Nesse contexto, teorias de resistência foram formuladas para explicar um conjunto de práticas exercidas pelos grupos subordinados que se expressam sob a forma de oposição, numa tentativa de barrar a dominação, de não perder sua identidade e seus costumes. Um dos grandes nomes nesse assunto é Henry Giroux [8]. Para conhecer mais, veja o artigo Theories of Reproduction and Resistance in the New Sociology of Education.

Fenômeno muito semelhante ao observado pelos teóricos da resistência na educação ocorre no campo da tecnologia persuasiva. Então, concordando com o trabalho de Giroux em relação à resistência, em minha opinião, devemos manter o otimismo e a confiança nos sujeitos como protagonistas de sua própria vida, sabendo que também precisamos ser realistas. Algumas pessoas serão influenciadas independentemente de qualquer medida tomada.

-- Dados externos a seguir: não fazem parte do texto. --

//! Configuration management with validation and defaults
//!
//! Sections map one-to-one onto the gateway's moving parts. A TOML file is
//! optional; `BCHGATE_*` environment variables override it, and the result is
//! validated before anything starts.

use crate::errors::ConfigError;
use serde::{Deserialize, Serialize};
use std::env;
use std::path::Path;
use std::time::Duration;

/// Top-level gateway configuration
#[derive(Clone, Debug, Default, Serialize, Deserialize)]
#[serde(default)]
pub struct GatewayConfig {
    pub server: ServerConfig,
    pub rate_limit: RateLimitConfig,
    pub auth: AuthConfig,
    pub feed: FeedConfig,
    pub live: LiveConfig,
}

/// HTTP listener settings
#[derive(Clone, Debug, Serialize, Deserialize)]
#[serde(default)]
pub struct ServerConfig {
    pub host: String,
    pub port: u16,
    pub allowed_origins: Vec<String>,
    pub request_timeout_secs: u64,
}

impl Default for ServerConfig {
    fn default() -> Self {
        Self {
            host: "0.0.0.0".to_string(),
            port: 3000,
            allowed_origins: vec!["*".to_string()],
            request_timeout_secs: 30,
        }
    }
}

/// Per-tier request quotas over a fixed window
#[derive(Clone, Debug, Serialize, Deserialize)]
#[serde(default)]
pub struct RateLimitConfig {
    /// Fixed window length shared by all tiers
    pub window_seconds: u64,
    /// Capacity for callers without credentials
    pub anonymous_requests: u32,
    /// Capacity for tokens carrying the `basic` tier
    pub basic_requests: u32,
    /// Upper bound for any capacity declared inside a token.
    /// Also the capacity granted to the privileged shared secret.
    pub max_requests_per_window: u32,
    /// How often expired counters are swept
    pub sweep_interval_seconds: u64,
    /// Key anonymous callers by `X-Forwarded-For` / `X-Real-IP`
    pub trust_forwarded_headers: bool,
    /// `/v2/<group>` route groups that reject callers without valid credentials
    pub auth_required_groups: Vec<String>,
}

impl Default for RateLimitConfig {
    fn default() -> Self {
        Self {
            window_seconds: 60,
            anonymous_requests: 60,
            basic_requests: 600,
            max_requests_per_window: 6000,
            sweep_interval_seconds: 300,
            trust_forwarded_headers: false,
            auth_required_groups: Vec::new(),
        }
    }
}

impl RateLimitConfig {
    pub fn window(&self) -> Duration {
        Duration::from_secs(self.window_seconds)
    }

    pub fn sweep_interval(&self) -> Duration {
        Duration::from_secs(self.sweep_interval_seconds)
    }
}

/// Signing material for caller credentials
#[derive(Clone, Debug, Default, Serialize, Deserialize)]
#[serde(default)]
pub struct AuthConfig {
    /// HS256 secret for signed tier tokens. `None` disables token auth.
    pub jwt_secret: Option<String>,
    /// Static shared secret granting the highest tier. `None` disables it.
    pub privileged_secret: Option<String>,
}

/// Upstream node publish/subscribe feed
#[derive(Clone, Debug, Serialize, Deserialize)]
#[serde(default)]
pub struct FeedConfig {
    /// e.g. `tcp://127.0.0.1:28332`. `None` disables the live feed.
    pub endpoint: Option<String>,
    pub connect_timeout_ms: u64,
    pub reconnect_delay_ms: u64,
    /// Silence after which the upstream is assumed gone and the socket is
    /// rebuilt. 0 disables the check.
    pub idle_timeout_ms: u64,
    /// Queue between the listener and the decode loop
    pub channel_capacity: usize,
}

impl Default for FeedConfig {
    fn default() -> Self {
        Self {
            endpoint: None,
            connect_timeout_ms: 5_000,
            reconnect_delay_ms: 2_000,
            idle_timeout_ms: 300_000,
            channel_capacity: 1_024,
        }
    }
}

impl FeedConfig {
    pub fn connect_timeout(&self) -> Duration {
        Duration::from_millis(self.connect_timeout_ms)
    }

    pub fn reconnect_delay(&self) -> Duration {
        Duration::from_millis(self.reconnect_delay_ms)
    }

    pub fn idle_timeout(&self) -> Option<Duration> {
        (self.idle_timeout_ms > 0).then(|| Duration::from_millis(self.idle_timeout_ms))
    }
}

/// Live subscriber fan-out
#[derive(Clone, Debug, Serialize, Deserialize)]
#[serde(default)]
pub struct LiveConfig {
    /// Messages buffered per subscriber before new ones are dropped
    pub subscriber_buffer: usize,
    pub max_subscribers: usize,
}

impl Default for LiveConfig {
    fn default() -> Self {
        Self {
            subscriber_buffer: 256,
            max_subscribers: 10_000,
        }
    }
}

impl GatewayConfig {
    /// Validate configuration for logical consistency
    pub fn validate(&self) -> Result<(), ConfigError> {
        let rl = &self.rate_limit;
        if rl.window_seconds == 0 {
            return Err(ConfigError::ValidationFailed(
                "rate_limit.window_seconds must be > 0".to_string(),
            ));
        }
        if rl.anonymous_requests == 0 || rl.basic_requests == 0 {
            return Err(ConfigError::ValidationFailed(
                "tier capacities must be > 0".to_string(),
            ));
        }
        if rl.max_requests_per_window < rl.basic_requests {
            return Err(ConfigError::ValidationFailed(
                "rate_limit.max_requests_per_window must be >= basic_requests".to_string(),
            ));
        }
        if rl.sweep_interval_seconds == 0 {
            return Err(ConfigError::ValidationFailed(
                "rate_limit.sweep_interval_seconds must be > 0".to_string(),
            ));
        }

        if let Some(secret) = &self.auth.jwt_secret {
            if secret.is_empty() {
                return Err(ConfigError::InvalidValue {
                    field: "auth.jwt_secret".to_string(),
                    value: String::new(),
                    reason: "signing secret cannot be empty".to_string(),
                });
            }
        }
        if let Some(secret) = &self.auth.privileged_secret {
            if secret.len() < 16 {
                return Err(ConfigError::InvalidValue {
                    field: "auth.privileged_secret".to_string(),
                    value: "<redacted>".to_string(),
                    reason: "must be at least 16 characters".to_string(),
                });
            }
        }

        if let Some(endpoint) = &self.feed.endpoint {
            if !(endpoint.starts_with("tcp://") || endpoint.starts_with("ipc://")) {
                return Err(ConfigError::InvalidValue {
                    field: "feed.endpoint".to_string(),
                    value: endpoint.clone(),
                    reason: "expected tcp:// or ipc:// endpoint".to_string(),
                });
            }
        }
        if self.feed.channel_capacity == 0 {
            return Err(ConfigError::ValidationFailed(
                "feed.channel_capacity must be > 0".to_string(),
            ));
        }

        if self.live.subscriber_buffer == 0 || self.live.max_subscribers == 0 {
            return Err(ConfigError::ValidationFailed(
                "live.subscriber_buffer and live.max_subscribers must be > 0".to_string(),
            ));
        }

        Ok(())
    }
}

/// Configuration loader with environment variable support
#[derive(Debug, Default)]
pub struct ConfigLoader {
    config_path: Option<String>,
}

impl ConfigLoader {
    pub fn new() -> Self {
        Self::default()
    }

    /// Set the configuration file path
    pub fn with_path<P: AsRef<Path>>(mut self, path: P) -> Self {
        self.config_path = Some(path.as_ref().to_string_lossy().to_string());
        self
    }

    /// Load configuration from file and environment variables
    pub fn load(&self) -> Result<GatewayConfig, ConfigError> {
        let mut config = match &self.config_path {
            Some(path) => Self::load_from_file(path)?,
            None => GatewayConfig::default(),
        };

        Self::apply_env_overrides(&mut config)?;
        config.validate()?;

        Ok(config)
    }

    fn load_from_file(path: &str) -> Result<GatewayConfig, ConfigError> {
        let content = std::fs::read_to_string(path)
            .map_err(|e| ConfigError::LoadFailed(format!("Failed to read {}: {}", path, e)))?;

        toml::from_str(&content)
            .map_err(|e| ConfigError::LoadFailed(format!("Failed to parse TOML: {}", e)))
    }

    fn apply_env_overrides(config: &mut GatewayConfig) -> Result<(), ConfigError> {
        if let Ok(host) = env::var("BCHGATE_HOST") {
            config.server.host = host;
        }
        if let Some(port) = parse_env("BCHGATE_PORT", "Invalid port number")? {
            config.server.port = port;
        }
        if let Some(window) = parse_env("BCHGATE_RATE_LIMIT_WINDOW_SECONDS", "Invalid integer")? {
            config.rate_limit.window_seconds = window;
        }
        if let Some(cap) = parse_env("BCHGATE_RATE_LIMIT_ANONYMOUS", "Invalid integer")? {
            config.rate_limit.anonymous_requests = cap;
        }
        if let Some(cap) = parse_env("BCHGATE_RATE_LIMIT_BASIC", "Invalid integer")? {
            config.rate_limit.basic_requests = cap;
        }
        if let Some(cap) = parse_env("BCHGATE_RATE_LIMIT_MAX", "Invalid integer")? {
            config.rate_limit.max_requests_per_window = cap;
        }
        if let Ok(secret) = env::var("BCHGATE_JWT_SECRET") {
            config.auth.jwt_secret = Some(secret);
        }
        if let Ok(secret) = env::var("BCHGATE_PRIVILEGED_SECRET") {
            config.auth.privileged_secret = Some(secret);
        }
        if let Ok(endpoint) = env::var("BCHGATE_FEED_ENDPOINT") {
            config.feed.endpoint = if endpoint.is_empty() {
                None
            } else {
                Some(endpoint)
            };
        }

        Ok(())
    }
}

fn parse_env<T: std::str::FromStr>(key: &str, reason: &str) -> Result<Option<T>, ConfigError> {
    match env::var(key) {
        Ok(raw) => raw
            .parse()
            .map(Some)
            .map_err(|_| ConfigError::InvalidValue {
                field: key.to_string(),
                value: raw,
                reason: reason.to_string(),
            }),
        Err(_) => Ok(None),
    }
}

#[cfg(test)]
mod tests {
    use super::*;
    use std::io::Write;

    #[test]
    fn test_default_config_is_valid() {
        assert!(GatewayConfig::default().validate().is_ok());
    }

    #[test]
    fn test_zero_window_rejected() {
        let mut config = GatewayConfig::default();
        config.rate_limit.window_seconds = 0;
        assert!(config.validate().is_err());
    }

    #[test]
    fn test_clamp_below_basic_rejected() {
        let mut config = GatewayConfig::default();
        config.rate_limit.max_requests_per_window = config.rate_limit.basic_requests - 1;
        assert!(config.validate().is_err());
    }

    #[test]
    fn test_empty_jwt_secret_rejected() {
        let mut config = GatewayConfig::default();
        config.auth.jwt_secret = Some(String::new());
        assert!(matches!(
            config.validate(),
            Err(ConfigError::InvalidValue { .. })
        ));
    }

    #[test]
    fn test_short_privileged_secret_rejected() {
        let mut config = GatewayConfig::default();
        config.auth.privileged_secret = Some("short".to_string());
        assert!(config.validate().is_err());
    }

    #[test]
    fn test_feed_endpoint_scheme() {
        let mut config = GatewayConfig::default();
        config.feed.endpoint = Some("localhost:28332".to_string());
        assert!(config.validate().is_err());

        config.feed.endpoint = Some("tcp://127.0.0.1:28332".to_string());
        assert!(config.validate().is_ok());
    }

    #[test]
    fn test_load_partial_toml_file() {
        let mut file = tempfile::NamedTempFile::new().unwrap();
        writeln!(
            file,
            r#"
[rate_limit]
window_seconds = 30
anonymous_requests = 5
auth_required_groups = ["control"]

[feed]
endpoint = "tcp://10.0.0.2:28332"
"#
        )
        .unwrap();

        let config = ConfigLoader::new().with_path(file.path()).load().unwrap();
        assert_eq!(config.rate_limit.window_seconds, 30);
        assert_eq!(config.rate_limit.anonymous_requests, 5);
        assert_eq!(config.rate_limit.basic_requests, 600);
        assert_eq!(config.rate_limit.auth_required_groups, vec!["control"]);
        assert_eq!(config.feed.endpoint.as_deref(), Some("tcp://10.0.0.2:28332"));
        assert_eq!(config.server.port, 3000);
    }

    #[test]
    fn test_unparseable_file_fails_fast() {
        let mut file = tempfile::NamedTempFile::new().unwrap();
        writeln!(file, "[rate_limit\nwindow_seconds = ").unwrap();
        let result = ConfigLoader::new().with_path(file.path()).load();
        assert!(matches!(result, Err(ConfigError::LoadFailed(_))));
    }

    #[test]
    fn test_duration_conversions() {
        let config = GatewayConfig::default();
        assert_eq!(config.rate_limit.window(), Duration::from_secs(60));
        assert_eq!(config.feed.reconnect_delay(), Duration::from_millis(2_000));
        assert_eq!(config.feed.idle_timeout(), Some(Duration::from_secs(300)));

        let mut quiet = config.feed.clone();
        quiet.idle_timeout_ms = 0;
        assert_eq!(quiet.idle_timeout(), None);
    }
}
//! Real-time event relay
//!
//! upstream feed → [`WireFeedListener`] → bounded channel → [`FeedRelay`]
//! ([`EventDecoder`] then [`EventBroadcaster`]) → [`SubscriptionRegistry`] queues.
//!
//! The relay shares nothing with the HTTP access path. When the upstream
//! endpoint is absent or unreachable at startup the feed is simply disabled.

pub mod broadcaster;
pub mod decoder;
pub mod listener;
pub mod registry;
pub mod relay;

pub use broadcaster::{BroadcastReport, EventBroadcaster};
pub use decoder::{DecodedEvent, EventDecoder, FeedTopic};
pub use listener::{FeedSource, RawFeedMessage, WireFeedListener, ZmqFeedSource};
pub use registry::{ChannelSet, LiveChannel, SubscriberHandle, SubscriptionRegistry};
pub use relay::FeedRelay;

use crate::{config::FeedConfig, metrics::GatewayMetrics};
use std::sync::Arc;
use tokio::{sync::mpsc, task::JoinHandle};
use tracing::{info, warn};

/// Background tasks of a running feed
pub struct FeedHandle {
    pub listener: JoinHandle<()>,
    pub relay: JoinHandle<()>,
}

impl FeedHandle {
    pub fn abort(&self) {
        self.listener.abort();
        self.relay.abort();
    }
}

/// Wire any [`FeedSource`] into a listener and relay pair.
pub fn spawn_feed<S: FeedSource>(
    source: S,
    config: &FeedConfig,
    broadcaster: EventBroadcaster,
    metrics: Arc<GatewayMetrics>,
) -> FeedHandle {
    let (tx, rx) = mpsc::channel(config.channel_capacity.max(1));
    let relay = FeedRelay::new(broadcaster, Arc::clone(&metrics)).spawn(rx);
    let listener = WireFeedListener::new(source, tx, config.reconnect_delay(), metrics).spawn();
    FeedHandle { listener, relay }
}

/// Connect to the configured endpoint and start relaying.
///
/// Returns `None` with the feed disabled when no endpoint is configured or
/// the endpoint cannot be reached.
pub async fn start_feed(
    config: &FeedConfig,
    broadcaster: EventBroadcaster,
    metrics: Arc<GatewayMetrics>,
) -> Option<FeedHandle> {
    let Some(endpoint) = config.endpoint.as_deref() else {
        info!("No feed endpoint configured, live feed disabled");
        return None;
    };

    match ZmqFeedSource::connect(endpoint, config.connect_timeout()).await {
        Ok(source) => Some(spawn_feed(
            source.with_idle_timeout(config.idle_timeout()),
            config,
            broadcaster,
            metrics,
        )),
        Err(e) => {
            warn!(endpoint, error = %e, "Upstream feed unavailable, live feed disabled");
            None
        }
    }
}

#[cfg(test)]
mod tests {
    use super::*;

    fn broadcaster(metrics: &Arc<GatewayMetrics>) -> EventBroadcaster {
        let registry = Arc::new(SubscriptionRegistry::new(8, 8, Arc::clone(metrics)));
        EventBroadcaster::new(registry, Arc::clone(metrics))
    }

    #[tokio::test]
    async fn test_no_endpoint_disables_feed() {
        let metrics = Arc::new(GatewayMetrics::new());
        let config = FeedConfig {
            endpoint: None,
            ..FeedConfig::default()
        };
        assert!(start_feed(&config, broadcaster(&metrics), metrics).await.is_none());
    }

    #[tokio::test]
    async fn test_unreachable_endpoint_disables_feed() {
        let metrics = Arc::new(GatewayMetrics::new());
        let config = FeedConfig {
            endpoint: Some("tcp://127.0.0.1:1".into()),
            connect_timeout_ms: 100,
            ..FeedConfig::default()
        };
        assert!(start_feed(&config, broadcaster(&metrics), metrics).await.is_none());
    }
}
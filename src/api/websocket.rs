//! WebSocket transport for the live event relay
//!
//! `GET /v2/socket?channels=transactions,blocks` upgrades to a WebSocket that
//! receives one text frame per decoded event on the selected channels. Each
//! connection is one registry subscriber; its bounded queue is drained into
//! the socket by a dedicated send task.

use super::handlers::AppState;
use crate::feed::{ChannelSet, SubscriberHandle};
use axum::{
    extract::{
        ws::{close_code, CloseFrame, Message, WebSocket, WebSocketUpgrade},
        Query, State,
    },
    response::Response,
};
use futures_util::{SinkExt, StreamExt};
use serde::Deserialize;
use std::{borrow::Cow, sync::Arc, time::Duration};
use tracing::{debug, info, warn};

/// Interval between keep-alive pings
const PING_INTERVAL: Duration = Duration::from_secs(30);

/// Query parameters of the socket endpoint
#[derive(Debug, Default, Deserialize)]
pub struct LiveQuery {
    /// Comma separated channel names; all channels when absent
    #[serde(default)]
    pub channels: Option<String>,
}

impl LiveQuery {
    fn channel_set(&self) -> ChannelSet {
        self.channels
            .as_deref()
            .and_then(ChannelSet::parse_list)
            .unwrap_or_default()
    }
}

/// GET /v2/socket
pub async fn live_socket_handler(
    ws: WebSocketUpgrade,
    Query(query): Query<LiveQuery>,
    State(state): State<Arc<AppState>>,
) -> Response {
    let channels = query.channel_set();
    ws.on_upgrade(move |socket| handle_connection(socket, state, channels))
}

async fn handle_connection(mut socket: WebSocket, state: Arc<AppState>, channels: ChannelSet) {
    let (handle, mut queue) = match state.registry.register(channels) {
        Ok(registered) => registered,
        Err(e) => {
            warn!(error = %e, "Refusing live subscriber");
            let _ = socket
                .send(Message::Close(Some(CloseFrame {
                    code: close_code::AGAIN,
                    reason: Cow::Owned(e.to_string()),
                })))
                .await;
            return;
        }
    };

    info!(
        "🔌 Live subscriber {} connected (total: {})",
        handle,
        state.registry.count()
    );

    let (mut sender, mut receiver) = socket.split();

    let mut send_task = tokio::spawn(async move {
        let mut ping = tokio::time::interval(PING_INTERVAL);
        ping.tick().await;
        loop {
            tokio::select! {
                message = queue.recv() => {
                    let Some(message) = message else { break };
                    if sender.send(Message::Text(message.to_string())).await.is_err() {
                        break;
                    }
                }
                _ = ping.tick() => {
                    if sender.send(Message::Ping(Vec::new())).await.is_err() {
                        break;
                    }
                }
            }
        }
    });

    let mut receive_task = tokio::spawn(async move {
        while let Some(message) = receiver.next().await {
            match message {
                Ok(Message::Close(_)) => break,
                Ok(_) => {}
                Err(e) => {
                    debug!(error = %e, "Live socket read error");
                    break;
                }
            }
        }
    });

    tokio::select! {
        _ = &mut send_task => receive_task.abort(),
        _ = &mut receive_task => send_task.abort(),
    }

    disconnect(&state, handle);
}

fn disconnect(state: &AppState, handle: SubscriberHandle) {
    state.registry.unregister(handle);
    info!(
        "🔌 Live subscriber {} disconnected (remaining: {})",
        handle,
        state.registry.count()
    );
}

#[cfg(test)]
mod tests {
    use super::*;
    use crate::feed::LiveChannel;

    #[test]
    fn test_query_defaults_to_all_channels() {
        assert_eq!(LiveQuery::default().channel_set(), ChannelSet::all());
        let query = LiveQuery {
            channels: Some("nonsense".into()),
        };
        assert_eq!(query.channel_set(), ChannelSet::all());
    }

    #[test]
    fn test_query_selects_channels() {
        let query = LiveQuery {
            channels: Some("blocks".into()),
        };
        assert_eq!(query.channel_set(), ChannelSet::only(LiveChannel::Blocks));
    }
}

Boa leitura e deixe o seu comentário.

Sergio Senna

 

Referências

[1] Forster, N., & Lund, D. W. (2018). Identifying and dealing with functional psychopathic behavior in higher education. Global Business and Organizational Excellence, 38(1), 22-31.

[2] Smith, C. S. (2021). You don’t have to be a sociopath: Is evil a matter of personality or a condition of society?. TLS. Times Literary Supplement, (6153), 25-27.

[3] Unrau, A. M., & Morry, M. M. (2019). The subclinical psychopath in love: mediating effects of attachment styles. Journal of Social and Personal Relationships, 36(2), 421-449.

[4] Du, Y. Y. L., & Templer, K. J. (2021). The Happy Subclinical Psychopath: The Protective Role of Boldness in Successful Psychopathy. Journal of Happiness Studies, 1-26.

[5] Fogg, B. J. (2002). Persuasive technology: using computers to change what we think and do.

[6] Frankl, V. E. (2013). Em busca de sentido: um psicólogo no campo de concentração (Vol. 3). Editora Sinodal.

[7] Passeron, J. C., & Bourdieu, P. (1970). La reproduction. Eléments pour.

[8] Giroux, H. (1983). Theories of reproduction and resistance in the new sociology of education: A critical analysis. Harvard educational review, 53(3), 257-293.